TASK DETAILS:
Where does the string "GrammarRule" appear in the records? Copy each line that holds it.

[Collected data entries]
========

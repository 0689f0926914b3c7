//! Compiled grammar tables for rulewalk.
//!
//! This crate contains:
//! - [`GrammarNode`]: terminal / non-terminal symbol with its 15-bit index budget
//! - [`GrammarRule`]: one alternative production, a range into the node table
//! - [`CompiledGrammar`]: the rule and node tables shared by every parse
//! - A postcard-based binary format and a human-readable [`dump`]

#![cfg_attr(coverage_nightly, feature(coverage_attribute))]

mod binary;
mod dump;
mod error;
mod grammar;
mod node;
mod verify;

#[cfg(test)]
mod binary_tests;
#[cfg(test)]
mod dump_tests;
#[cfg(test)]
mod node_tests;

pub use binary::{MAGIC, VERSION};
pub use dump::dump;
pub use error::GrammarError;
pub use grammar::{CompiledGrammar, GrammarRule, RuleName};
pub use node::{GrammarNode, MAX_INDEX, NodeKind, NodeText, TERMINAL_BIT};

========

EXERCISE ANSWER:
//! - [`GrammarRule`]: one alternative production, a range into the node table
pub use grammar::{CompiledGrammar, GrammarRule, RuleName};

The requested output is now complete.